_RECORDS PROVIDED_.

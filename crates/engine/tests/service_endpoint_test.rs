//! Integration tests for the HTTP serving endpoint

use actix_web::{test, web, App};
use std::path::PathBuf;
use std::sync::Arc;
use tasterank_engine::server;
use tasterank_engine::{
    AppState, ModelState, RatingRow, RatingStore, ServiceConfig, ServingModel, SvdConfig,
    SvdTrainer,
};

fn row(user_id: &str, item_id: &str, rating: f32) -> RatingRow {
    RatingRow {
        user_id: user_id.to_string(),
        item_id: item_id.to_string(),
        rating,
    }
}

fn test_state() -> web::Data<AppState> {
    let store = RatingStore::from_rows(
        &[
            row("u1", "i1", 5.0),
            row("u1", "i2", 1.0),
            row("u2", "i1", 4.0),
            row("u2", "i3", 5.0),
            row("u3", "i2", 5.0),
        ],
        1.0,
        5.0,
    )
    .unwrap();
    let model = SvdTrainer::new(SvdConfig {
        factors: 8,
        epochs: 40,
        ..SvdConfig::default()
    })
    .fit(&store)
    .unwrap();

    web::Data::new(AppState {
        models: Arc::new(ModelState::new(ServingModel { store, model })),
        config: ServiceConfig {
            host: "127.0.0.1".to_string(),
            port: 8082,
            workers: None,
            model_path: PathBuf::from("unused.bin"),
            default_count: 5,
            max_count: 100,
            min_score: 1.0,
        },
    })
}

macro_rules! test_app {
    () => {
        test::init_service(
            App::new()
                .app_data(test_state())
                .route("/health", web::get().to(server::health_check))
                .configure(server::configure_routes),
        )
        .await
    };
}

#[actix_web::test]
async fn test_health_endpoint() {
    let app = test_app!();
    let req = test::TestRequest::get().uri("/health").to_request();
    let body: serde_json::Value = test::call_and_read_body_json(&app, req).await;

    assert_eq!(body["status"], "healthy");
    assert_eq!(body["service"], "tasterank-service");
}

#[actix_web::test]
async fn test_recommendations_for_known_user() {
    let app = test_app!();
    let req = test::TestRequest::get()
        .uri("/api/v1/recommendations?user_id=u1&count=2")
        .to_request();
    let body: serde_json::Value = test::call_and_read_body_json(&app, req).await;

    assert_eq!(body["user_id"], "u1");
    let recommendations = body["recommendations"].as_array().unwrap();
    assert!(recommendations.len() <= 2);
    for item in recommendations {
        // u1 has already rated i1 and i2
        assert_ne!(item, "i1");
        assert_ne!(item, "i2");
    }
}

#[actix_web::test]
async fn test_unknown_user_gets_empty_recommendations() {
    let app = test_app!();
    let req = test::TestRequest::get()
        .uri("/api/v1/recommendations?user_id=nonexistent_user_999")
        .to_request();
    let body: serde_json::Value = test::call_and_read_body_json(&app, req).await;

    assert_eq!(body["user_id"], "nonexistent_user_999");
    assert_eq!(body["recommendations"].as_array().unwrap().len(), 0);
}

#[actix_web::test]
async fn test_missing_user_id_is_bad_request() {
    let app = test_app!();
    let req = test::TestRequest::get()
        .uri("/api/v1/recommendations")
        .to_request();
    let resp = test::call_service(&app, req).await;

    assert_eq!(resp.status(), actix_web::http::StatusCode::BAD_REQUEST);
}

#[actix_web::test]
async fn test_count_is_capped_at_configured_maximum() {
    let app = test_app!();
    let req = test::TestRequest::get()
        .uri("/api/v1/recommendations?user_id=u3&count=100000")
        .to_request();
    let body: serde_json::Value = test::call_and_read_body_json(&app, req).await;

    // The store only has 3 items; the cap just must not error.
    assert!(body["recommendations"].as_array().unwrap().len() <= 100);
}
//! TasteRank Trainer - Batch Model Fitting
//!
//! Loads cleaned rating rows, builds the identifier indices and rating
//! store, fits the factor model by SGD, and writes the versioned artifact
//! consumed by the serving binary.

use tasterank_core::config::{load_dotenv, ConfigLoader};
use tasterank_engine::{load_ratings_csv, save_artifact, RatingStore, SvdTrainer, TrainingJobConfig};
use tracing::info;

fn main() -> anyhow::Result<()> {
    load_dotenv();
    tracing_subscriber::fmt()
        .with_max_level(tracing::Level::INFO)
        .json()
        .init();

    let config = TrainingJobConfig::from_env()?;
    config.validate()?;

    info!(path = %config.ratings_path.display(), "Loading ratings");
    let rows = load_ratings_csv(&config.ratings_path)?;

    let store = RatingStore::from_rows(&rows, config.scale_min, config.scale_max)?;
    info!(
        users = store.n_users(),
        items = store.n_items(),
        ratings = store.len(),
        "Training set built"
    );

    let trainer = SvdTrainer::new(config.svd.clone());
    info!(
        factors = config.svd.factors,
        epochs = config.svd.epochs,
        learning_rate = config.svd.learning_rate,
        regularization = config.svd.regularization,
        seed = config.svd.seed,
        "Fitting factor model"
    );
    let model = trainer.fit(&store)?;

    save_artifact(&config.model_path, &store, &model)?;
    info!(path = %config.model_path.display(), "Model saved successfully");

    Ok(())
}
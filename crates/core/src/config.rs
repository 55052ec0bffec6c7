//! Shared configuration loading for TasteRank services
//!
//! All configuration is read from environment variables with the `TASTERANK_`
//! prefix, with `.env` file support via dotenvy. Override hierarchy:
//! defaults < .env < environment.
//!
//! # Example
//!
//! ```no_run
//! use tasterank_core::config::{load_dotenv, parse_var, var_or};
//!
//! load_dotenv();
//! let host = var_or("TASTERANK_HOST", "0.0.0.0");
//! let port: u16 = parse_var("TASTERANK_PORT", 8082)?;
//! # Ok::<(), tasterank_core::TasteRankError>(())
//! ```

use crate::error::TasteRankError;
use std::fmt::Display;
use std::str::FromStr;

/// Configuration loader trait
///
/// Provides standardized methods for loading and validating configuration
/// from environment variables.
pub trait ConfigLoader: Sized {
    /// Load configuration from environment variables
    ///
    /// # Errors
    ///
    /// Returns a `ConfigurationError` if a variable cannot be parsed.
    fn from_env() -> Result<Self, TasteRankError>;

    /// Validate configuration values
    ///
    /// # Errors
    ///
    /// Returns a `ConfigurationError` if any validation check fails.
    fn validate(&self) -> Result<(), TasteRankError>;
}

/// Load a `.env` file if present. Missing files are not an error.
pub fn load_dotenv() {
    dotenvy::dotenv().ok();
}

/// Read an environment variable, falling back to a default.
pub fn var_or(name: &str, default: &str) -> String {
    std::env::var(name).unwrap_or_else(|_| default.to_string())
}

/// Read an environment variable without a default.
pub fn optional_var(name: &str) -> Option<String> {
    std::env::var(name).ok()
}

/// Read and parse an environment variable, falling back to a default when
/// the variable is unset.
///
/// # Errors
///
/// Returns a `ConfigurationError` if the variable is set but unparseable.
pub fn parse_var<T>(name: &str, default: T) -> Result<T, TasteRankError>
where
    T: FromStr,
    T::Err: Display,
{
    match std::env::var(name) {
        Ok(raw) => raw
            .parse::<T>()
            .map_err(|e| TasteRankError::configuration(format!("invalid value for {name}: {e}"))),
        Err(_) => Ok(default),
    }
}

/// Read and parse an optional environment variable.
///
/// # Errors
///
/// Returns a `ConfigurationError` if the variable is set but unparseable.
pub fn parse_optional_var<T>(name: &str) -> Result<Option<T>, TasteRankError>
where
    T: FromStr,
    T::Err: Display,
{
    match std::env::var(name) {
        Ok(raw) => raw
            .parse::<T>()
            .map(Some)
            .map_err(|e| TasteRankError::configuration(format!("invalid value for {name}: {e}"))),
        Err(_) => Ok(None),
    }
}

_WORK INSTRUCTIONS_. The data above should be returned exactly as written.

_EXERCISE OUTPUT_.
filename crates/engine/tests/service_endpoint_test.rs
//! Integration tests for the HTTP serving endpoint

use actix_web::{test, web, App};
use std::path::PathBuf;
use std::sync::Arc;
use tasterank_engine::server;
use tasterank_engine::{
    AppState, ModelState, RatingRow, RatingStore, ServiceConfig, ServingModel, SvdConfig,
    SvdTrainer,
};

fn row(user_id: &str, item_id: &str, rating: f32) -> RatingRow {
    RatingRow {
        user_id: user_id.to_string(),
        item_id: item_id.to_string(),
        rating,
    }
}

fn test_state() -> web::Data<AppState> {
    let store = RatingStore::from_rows(
        &[
            row("u1", "i1", 5.0),
            row("u1", "i2", 1.0),
            row("u2", "i1", 4.0),
            row("u2", "i3", 5.0),
            row("u3", "i2", 5.0),
        ],
        1.0,
        5.0,
    )
    .unwrap();
    let model = SvdTrainer::new(SvdConfig {
        factors: 8,
        epochs: 40,
        ..SvdConfig::default()
    })
    .fit(&store)
    .unwrap();

    web::Data::new(AppState {
        models: Arc::new(ModelState::new(ServingModel { store, model })),
        config: ServiceConfig {
            host: "127.0.0.1".to_string(),
            port: 8082,
            workers: None,
            model_path: PathBuf::from("unused.bin"),
            default_count: 5,
            max_count: 100,
            min_score: 1.0,
        },
    })
}

macro_rules! test_app {
    () => {
        test::init_service(
            App::new()
                .app_data(test_state())
                .route("/health", web::get().to(server::health_check))
                .configure(server::configure_routes),
        )
        .await
    };
}

#[actix_web::test]
async fn test_health_endpoint() {
    let app = test_app!();
    let req = test::TestRequest::get().uri("/health").to_request();
    let body: serde_json::Value = test::call_and_read_body_json(&app, req).await;

    assert_eq!(body["status"], "healthy");
    assert_eq!(body["service"], "tasterank-service");
}

#[actix_web::test]
async fn test_recommendations_for_known_user() {
    let app = test_app!();
    let req = test::TestRequest::get()
        .uri("/api/v1/recommendations?user_id=u1&count=2")
        .to_request();
    let body: serde_json::Value = test::call_and_read_body_json(&app, req).await;

    assert_eq!(body["user_id"], "u1");
    let recommendations = body["recommendations"].as_array().unwrap();
    assert!(recommendations.len() <= 2);
    for item in recommendations {
        // u1 has already rated i1 and i2
        assert_ne!(item, "i1");
        assert_ne!(item, "i2");
    }
}

#[actix_web::test]
async fn test_unknown_user_gets_empty_recommendations() {
    let app = test_app!();
    let req = test::TestRequest::get()
        .uri("/api/v1/recommendations?user_id=nonexistent_user_999")
        .to_request();
    let body: serde_json::Value = test::call_and_read_body_json(&app, req).await;

    assert_eq!(body["user_id"], "nonexistent_user_999");
    assert_eq!(body["recommendations"].as_array().unwrap().len(), 0);
}

#[actix_web::test]
async fn test_missing_user_id_is_bad_request() {
    let app = test_app!();
    let req = test::TestRequest::get()
        .uri("/api/v1/recommendations")
        .to_request();
    let resp = test::call_service(&app, req).await;

    assert_eq!(resp.status(), actix_web::http::StatusCode::BAD_REQUEST);
}

#[actix_web::test]
async fn test_count_is_capped_at_configured_maximum() {
    let app = test_app!();
    let req = test::TestRequest::get()
        .uri("/api/v1/recommendations?user_id=u3&count=100000")
        .to_request();
    let body: serde_json::Value = test::call_and_read_body_json(&app, req).await;

    // The store only has 3 items; the cap just must not error.
    assert!(body["recommendations"].as_array().unwrap().len() <= 100);
}
//! TasteRank Trainer - Batch Model Fitting
//!
//! Loads cleaned rating rows, builds the identifier indices and rating
//! store, fits the factor model by SGD, and writes the versioned artifact
//! consumed by the serving binary.

use tasterank_core::config::{load_dotenv, ConfigLoader};
use tasterank_engine::{load_ratings_csv, save_artifact, RatingStore, SvdTrainer, TrainingJobConfig};
use tracing::info;

fn main() -> anyhow::Result<()> {
    load_dotenv();
    tracing_subscriber::fmt()
        .with_max_level(tracing::Level::INFO)
        .json()
        .init();

    let config = TrainingJobConfig::from_env()?;
    config.validate()?;

    info!(path = %config.ratings_path.display(), "Loading ratings");
    let rows = load_ratings_csv(&config.ratings_path)?;

    let store = RatingStore::from_rows(&rows, config.scale_min, config.scale_max)?;
    info!(
        users = store.n_users(),
        items = store.n_items(),
        ratings = store.len(),
        "Training set built"
    );

    let trainer = SvdTrainer::new(config.svd.clone());
    info!(
        factors = config.svd.factors,
        epochs = config.svd.epochs,
        learning_rate = config.svd.learning_rate,
        regularization = config.svd.regularization,
        seed = config.svd.seed,
        "Fitting factor model"
    );
    let model = trainer.fit(&store)?;

    save_artifact(&config.model_path, &store, &model)?;
    info!(path = %config.model_path.display(), "Model saved successfully");

    Ok(())
}
filename crates/core/src/config.rs
repository 55052ec0bffec6c7
//! Shared configuration loading for TasteRank services
//!
//! All configuration is read from environment variables with the `TASTERANK_`
//! prefix, with `.env` file support via dotenvy. Override hierarchy:
//! defaults < .env < environment.
//!
//! # Example
//!
//! ```no_run
//! use tasterank_core::config::{load_dotenv, parse_var, var_or};
//!
//! load_dotenv();
//! let host = var_or("TASTERANK_HOST", "0.0.0.0");
//! let port: u16 = parse_var("TASTERANK_PORT", 8082)?;
//! # Ok::<(), tasterank_core::TasteRankError>(())
//! ```

use crate::error::TasteRankError;
use std::fmt::Display;
use std::str::FromStr;

/// Configuration loader trait
///
/// Provides standardized methods for loading and validating configuration
/// from environment variables.
pub trait ConfigLoader: Sized {
    /// Load configuration from environment variables
    ///
    /// # Errors
    ///
    /// Returns a `ConfigurationError` if a variable cannot be parsed.
    fn from_env() -> Result<Self, TasteRankError>;

    /// Validate configuration values
    ///
    /// # Errors
    ///
    /// Returns a `ConfigurationError` if any validation check fails.
    fn validate(&self) -> Result<(), TasteRankError>;
}

/// Load a `.env` file if present. Missing files are not an error.
pub fn load_dotenv() {
    dotenvy::dotenv().ok();
}

/// Read an environment variable, falling back to a default.
pub fn var_or(name: &str, default: &str) -> String {
    std::env::var(name).unwrap_or_else(|_| default.to_string())
}

/// Read an environment variable without a default.
pub fn optional_var(name: &str) -> Option<String> {
    std::env::var(name).ok()
}

/// Read and parse an environment variable, falling back to a default when
/// the variable is unset.
///
/// # Errors
///
/// Returns a `ConfigurationError` if the variable is set but unparseable.
pub fn parse_var<T>(name: &str, default: T) -> Result<T, TasteRankError>
where
    T: FromStr,
    T::Err: Display,
{
    match std::env::var(name) {
        Ok(raw) => raw
            .parse::<T>()
            .map_err(|e| TasteRankError::configuration(format!("invalid value for {name}: {e}"))),
        Err(_) => Ok(default),
    }
}

/// Read and parse an optional environment variable.
///
/// # Errors
///
/// Returns a `ConfigurationError` if the variable is set but unparseable.
pub fn parse_optional_var<T>(name: &str) -> Result<Option<T>, TasteRankError>
where
    T: FromStr,
    T::Err: Display,
{
    match std::env::var(name) {
        Ok(raw) => raw
            .parse::<T>()
            .map(Some)
            .map_err(|e| TasteRankError::configuration(format!("invalid value for {name}: {e}"))),
        Err(_) => Ok(None),
    }
}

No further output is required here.